S. Korea may rethink commitment
October 31, 2003
SEOUL — Renewed protests at home and an upsurge in violence in Iraq have cast confusion over South Korea’s promise to bolster the U.S. occupation forces in the country.
Earlier this week, an unnamed national security official said South Korea had decided to send from 2,000 to 3,000 combat troops to the Middle East. But on Tuesday, the country’s Defense Minister denied those reports.
“Who on earth said so? We have not yet come to the point of determining that,” Defense Minister Cho Young-kil told reporters before a cabinet meeting at the South Korean president’s office.
U.S. officials are counting on South Korea to be among countries providing enough troops to bolster an “international division” of peacekeepers in Iraq. After weeks of controversy, president Roh Moo-hyun said last week he would send troops.
South Korea already has 700 noncombat soldiers in the Middle East, but the next deployment was to be combat troops meant to patrol cities and pacify local resistance, modeled after the mission of 2,000 Polish troops now in Iraq, officials had said.
Concerns resurfaced after a series of nationwide protests this week against sending the troops. In polls, most South Koreans have said they would support a troop dispatch if it was given U.N. approval. But even after the United States secured a U.N. resolution, the opposition remains.
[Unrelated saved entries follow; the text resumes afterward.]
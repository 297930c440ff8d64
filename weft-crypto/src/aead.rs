//! AEAD (Authenticated Encryption with Associated Data) cipher interface.

use crate::Result;

/// AEAD cipher algorithms.
#[derive(Debug, Clone, Copy, PartialEq, Eq, Hash)]
pub enum AeadAlgorithm {
    /// AES-128-GCM
    Aes128Gcm,
    /// AES-256-GCM
    Aes256Gcm,
    /// ChaCha20-Poly1305
    ChaCha20Poly1305,
}

impl AeadAlgorithm {
    /// Get the key size in bytes for this algorithm.
    pub const fn key_size(self) -> usize {
        match self {
            AeadAlgorithm::Aes128Gcm => 16,
            AeadAlgorithm::Aes256Gcm => 32,
            AeadAlgorithm::ChaCha20Poly1305 => 32,
        }
    }

    /// Get the nonce size in bytes for this algorithm.
    pub const fn nonce_size(self) -> usize {
        12
    }

    /// Get the authentication tag size in bytes for this algorithm.
    pub const fn tag_size(self) -> usize {
        16
    }

    /// Get the name of this algorithm as used in TLS.
    pub const fn name(self) -> &'static str {
        match self {
            AeadAlgorithm::Aes128Gcm => "AES_128_GCM",
            AeadAlgorithm::Aes256Gcm => "AES_256_GCM",
            AeadAlgorithm::ChaCha20Poly1305 => "CHACHA20_POLY1305",
        }
    }
}

/// AEAD cipher trait.
///
/// Used by the TLS 1.3 record layer and by the TLS 1.2 GCM and
/// ChaCha20-Poly1305 suites.
///
/// # Security Requirements
///
/// - Tag verification MUST be constant-time
/// - Nonces MUST NOT be reused with the same key
pub trait Aead: Send + Sync {
    /// Encrypt and authenticate plaintext.
    ///
    /// Returns the ciphertext with the authentication tag appended.
    fn seal(&self, key: &[u8], nonce: &[u8], aad: &[u8], plaintext: &[u8]) -> Result<Vec<u8>>;

    /// Decrypt and verify ciphertext (tag appended).
    ///
    /// # Errors
    ///
    /// - `InvalidKeySize` / `InvalidNonceSize` on malformed inputs
    /// - `AuthenticationFailed` if the tag does not verify
    fn open(&self, key: &[u8], nonce: &[u8], aad: &[u8], ciphertext: &[u8]) -> Result<Vec<u8>>;

    /// Get the algorithm this cipher implements.
    fn algorithm(&self) -> AeadAlgorithm;

    /// Get the key size in bytes.
    fn key_size(&self) -> usize {
        self.algorithm().key_size()
    }

    /// Get the authentication tag size in bytes.
    fn tag_size(&self) -> usize {
        self.algorithm().tag_size()
    }
}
The South Korean government also formed a second “investigation team” to survey the security situation in Iraq. The report of the first team, sent in early October, was criticized; its members said the U.S. military did not give them full access to conditions on the ground.
“We are set to make the decision after the second investigation team completes its assessment,” Cho told reporters. “Further talks are necessary regarding the exact position and assignment in Iraq.”
Several South Korean news outlets also quoted unnamed sources as saying the government is considering sending civilians instead of combat troops. Who those civilians would be, or what role they would play, remained unclear. The speculation arose when it was announced that members of the Korea International Cooperation Agency and the Health and Welfare Ministry would be among the new investigation team.
Japanese leaders face similar questions about how to answer the U.S. call for allies to pitch in on the reconstruction effort.
The Japanese foreign minister, meeting with Tunisian leaders earlier this week, reiterated Japan’s commitment of reconstruction money and said Japan is considering dispatching Self-Defense Force troops to Iraq.